Aside from whether Garfield’s firing was warranted, which I have no insight into, I’m going to miss his contributions. Gladstone was the straight-ahead journalist (not that she holds back her views; it is, after all, a news-and-opinion show) while Garfield was the clever sidekick, providing much-needed snark. Although I’m sure that Gladstone can do a perfectly fine job solo, if that’s the direction NYPR decides to take, it always seemed like something was missing if either one of them was away.

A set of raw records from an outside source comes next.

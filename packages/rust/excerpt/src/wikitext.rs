//! Wikitext → plain text.
//!
//! Each pass is a function `&str -> String` applied in sequence. Line
//! breaks survive so that list items remain separate sentence candidates.

use std::sync::LazyLock;

use regex::Regex;
use scraper::Html;

/// Maximum nesting depth of templates we unwrap.
const MAX_TEMPLATE_PASSES: usize = 10;

/// Run the full cleanup pipeline on raw section wikitext.
pub fn to_plain_text(wikitext: &str) -> String {
    let mut result = wikitext.replace("\r\n", "\n");

    result = strip_comments(&result);
    result = strip_refs(&result);
    result = replace_math_templates(&result);
    result = strip_templates(&result);
    result = strip_tables(&result);
    result = unwrap_external_links(&result);
    result = unwrap_internal_links(&result);
    result = strip_emphasis(&result);
    result = strip_line_markers(&result);
    result = strip_leftover_html(&result);
    result = normalize_whitespace(&result);

    result
}

// ---------------------------------------------------------------------------
// Pass 1-2: Comments and references
// ---------------------------------------------------------------------------

fn strip_comments(text: &str) -> String {
    static COMMENT_RE: LazyLock<Regex> =
        LazyLock::new(|| Regex::new(r"(?s)<!--.*?-->").expect("valid regex"));

    COMMENT_RE.replace_all(text, " ").to_string()
}

/// Remove `<ref .../>` and `<ref>...</ref>` including their content.
fn strip_refs(text: &str) -> String {
    static SELF_CLOSING_RE: LazyLock<Regex> =
        LazyLock::new(|| Regex::new(r"(?i)<ref[^>/]*/>").expect("valid regex"));
    static PAIRED_RE: LazyLock<Regex> =
        LazyLock::new(|| Regex::new(r"(?is)<ref[^>]*>.*?</ref>").expect("valid regex"));

    let text = SELF_CLOSING_RE.replace_all(text, " ");
    PAIRED_RE.replace_all(&text, " ").to_string()
}

// ---------------------------------------------------------------------------
// Pass 3-4: Templates
// ---------------------------------------------------------------------------

/// Keep the meaning of a few math templates before the rest are dropped:
/// `{{sup|2}}` → `^2`, `{{sub|n}}` → `_n`, `{{overline|3}}` → `3`, `{{pi}}` → `π`.
fn replace_math_templates(text: &str) -> String {
    static SUP_RE: LazyLock<Regex> =
        LazyLock::new(|| Regex::new(r"(?i)\{\{\s*sup\s*\|\s*([^{}|]+?)\s*\}\}").expect("valid regex"));
    static SUB_RE: LazyLock<Regex> =
        LazyLock::new(|| Regex::new(r"(?i)\{\{\s*sub\s*\|\s*([^{}|]+?)\s*\}\}").expect("valid regex"));
    static OVERLINE_RE: LazyLock<Regex> = LazyLock::new(|| {
        Regex::new(r"(?i)\{\{\s*overline\s*\|\s*([^{}|]+?)\s*\}\}").expect("valid regex")
    });
    static PI_RE: LazyLock<Regex> =
        LazyLock::new(|| Regex::new(r"(?i)\{\{\s*(?:pi|π)\s*\}\}").expect("valid regex"));

    let text = SUP_RE.replace_all(text, "^$1");
    let text = SUB_RE.replace_all(&text, "_$1");
    let text = OVERLINE_RE.replace_all(&text, "$1");
    PI_RE.replace_all(&text, "π").to_string()
}

/// Drop innermost `{{...}}` repeatedly until nothing changes.
fn strip_templates(text: &str) -> String {
    static TEMPLATE_RE: LazyLock<Regex> =
        LazyLock::new(|| Regex::new(r"\{\{[^{}]*\}\}").expect("valid regex"));

    let mut current = text.to_string();
    for _ in 0..MAX_TEMPLATE_PASSES {
        let next = TEMPLATE_RE.replace_all(&current, " ").to_string();
        if next == current {
            break;
        }
        current = next;
    }
    current
}

/// Wiki tables (`{| ... |}`) carry no quotable prose.
fn strip_tables(text: &str) -> String {
    static TABLE_RE: LazyLock<Regex> =
        LazyLock::new(|| Regex::new(r"(?s)\{\|.*?\|\}").expect("valid regex"));

    TABLE_RE.replace_all(text, " ").to_string()
}

// ---------------------------------------------------------------------------
// Pass 5-6: Links
// ---------------------------------------------------------------------------

/// `[https://x label]` → `label`; bare `[https://x]` is dropped.
fn unwrap_external_links(text: &str) -> String {
    static LABELLED_RE: LazyLock<Regex> =
        LazyLock::new(|| Regex::new(r"\[(?:https?:)?//\S+\s+([^\]]+)\]").expect("valid regex"));
    static BARE_RE: LazyLock<Regex> =
        LazyLock::new(|| Regex::new(r"\[(?:https?:)?//\S+\]").expect("valid regex"));

    let text = LABELLED_RE.replace_all(text, "$1");
    BARE_RE.replace_all(&text, " ").to_string()
}

/// `[[A|B]]` → `B`, `[[A]]` → `A`; file and category links are dropped.
fn unwrap_internal_links(text: &str) -> String {
    static MEDIA_RE: LazyLock<Regex> = LazyLock::new(|| {
        Regex::new(r"(?i)\[\[(?:file|image|category):[^\]]*\]\]").expect("valid regex")
    });
    static PIPED_RE: LazyLock<Regex> =
        LazyLock::new(|| Regex::new(r"\[\[([^\]|]+)\|([^\]]+)\]\]").expect("valid regex"));
    static PLAIN_RE: LazyLock<Regex> =
        LazyLock::new(|| Regex::new(r"\[\[([^\]]+)\]\]").expect("valid regex"));

    let text = MEDIA_RE.replace_all(text, " ");
    let text = PIPED_RE.replace_all(&text, "$2");
    PLAIN_RE.replace_all(&text, "$1").to_string()
}

// ---------------------------------------------------------------------------
// Pass 7-8: Inline and line markup
// ---------------------------------------------------------------------------

fn strip_emphasis(text: &str) -> String {
    text.replace("'''''", "").replace("'''", "").replace("''", "")
}

/// Heading `==` runs and list markers (`*`, `#`, `;`, `:`) at line edges.
fn strip_line_markers(text: &str) -> String {
    static HEADING_OPEN_RE: LazyLock<Regex> =
        LazyLock::new(|| Regex::new(r"(?m)^=+[ \t]*").expect("valid regex"));
    static HEADING_CLOSE_RE: LazyLock<Regex> =
        LazyLock::new(|| Regex::new(r"(?m)[ \t]*=+[ \t]*$").expect("valid regex"));
    static LIST_RE: LazyLock<Regex> =
        LazyLock::new(|| Regex::new(r"(?m)^[\*#;:]+[ \t]*").expect("valid regex"));

    let text = HEADING_OPEN_RE.replace_all(text, "");
    let text = HEADING_CLOSE_RE.replace_all(&text, "");
    LIST_RE.replace_all(&text, "").to_string()
}

// ---------------------------------------------------------------------------
// Pass 9: Leftover HTML
// ---------------------------------------------------------------------------

/// Reduce any remaining tags to their text and decode entities.
fn strip_leftover_html(text: &str) -> String {
    if !text.contains('<') && !text.contains('&') {
        return text.to_string();
    }

    let fragment = Html::parse_fragment(text);
    fragment.root_element().text().collect()
}

// ---------------------------------------------------------------------------
// Pass 10: Whitespace
// ---------------------------------------------------------------------------

/// Collapse runs of spaces, trim each line, and drop empty lines.
fn normalize_whitespace(text: &str) -> String {
    text.replace('\u{a0}', " ")
        .lines()
        .map(|line| line.split_whitespace().collect::<Vec<_>>().join(" "))
        .filter(|line| !line.is_empty())
        .collect::<Vec<_>>()
        .join("\n")
}

#[cfg(test)]
mod tests {
    use super::*;

    #[test]
    fn links_and_emphasis_are_unwrapped() {
        let wt = "'''42''' is a [[pronic number|pronic]] and an [[abundant number]]. See [https://oeis.org/A002378 OEIS].";
        assert_eq!(
            to_plain_text(wt),
            "42 is a pronic and an abundant number. See OEIS."
        );
    }

    #[test]
    fn refs_comments_and_templates_are_removed() {
        let wt = "42 is even.<ref name=\"a\">Some book</ref><!-- hidden --> It is {{citation needed|date=2020}}composite.<ref name=\"b\"/>";
        assert_eq!(to_plain_text(wt), "42 is even. It is composite.");
    }

    #[test]
    fn nested_templates_are_stripped() {
        let wt = "Text {{outer|{{inner|{{deep}}}}}} end";
        assert_eq!(to_plain_text(wt), "Text end");
    }

    #[test]
    fn math_templates_keep_meaning() {
        let wt = "42 = 2 × 3 × 7 and 6{{sup|2}} = 36; {{pi}} is not 3.";
        assert_eq!(to_plain_text(wt), "42 = 2 × 3 × 7 and 6^2 = 36; π is not 3.");
    }

    #[test]
    fn headings_and_lists_keep_line_structure() {
        let wt = "== Mathematics ==\n* 42 is the sum of the first six even numbers.\n* 42 is a Catalan number.";
        assert_eq!(
            to_plain_text(wt),
            "Mathematics\n42 is the sum of the first six even numbers.\n42 is a Catalan number."
        );
    }

    #[test]
    fn leftover_html_and_entities() {
        let wt = "42&nbsp;is <span class=\"x\">the <b>answer</b></span>.";
        assert_eq!(to_plain_text(wt), "42 is the answer.");
    }

    #[test]
    fn files_and_tables_are_dropped() {
        let wt = "[[File:42.svg|thumb|A figure]]\n{| class=\"wikitable\"\n| 1 || 2\n|}\nProse remains.";
        assert_eq!(to_plain_text(wt), "Prose remains.");
    }
}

One change I hope “OTM” will consider is getting back to its media roots. Even though the program is heard on more than 400 stations and is a popular podcast, it really hasn’t been as good the past few years, mainly because it’s been less about the media and more about whatever seemed to strike Gladstone and Garfield’s interest — the Pittsburgh three-parter being an example. As Joey Peters noted last year in Current, which covers public media, the co-hosts tried to explain the shift but only ended up adding to the confusion. Peters wrote:

During a segment in OTM’s last show in 2019, Gladstone and Garfield explained that their days creating a program centered on “the news about the news” were over.

In its place, OTM’s focus has shifted to dissecting narratives, or, as Garfield put it, “the stories we tell ourselves based largely on what we heard for our whole lives, often through the media.”

“We’ve always relied on history to provide context,” Gladstone added. “But to question that history, to focus on the systems that have pushed our history forward, to examine the cracks and the jerry-rigging and what we may have once viewed as the best of all possible machines — that seems increasingly to be our job now.”

It’s a broad and often ambiguous focus, one that even Gladstone couldn’t completely pin down during a lengthy interview with Current. “Where we may proceed in the future isn’t clear,” she said.

There is never a shortage of topics in the media to report and comment on. I hope Gladstone and her staff steer “On the Media” back to its original mission. And I hope that Garfield tells his side of the story soon — as he promises to do.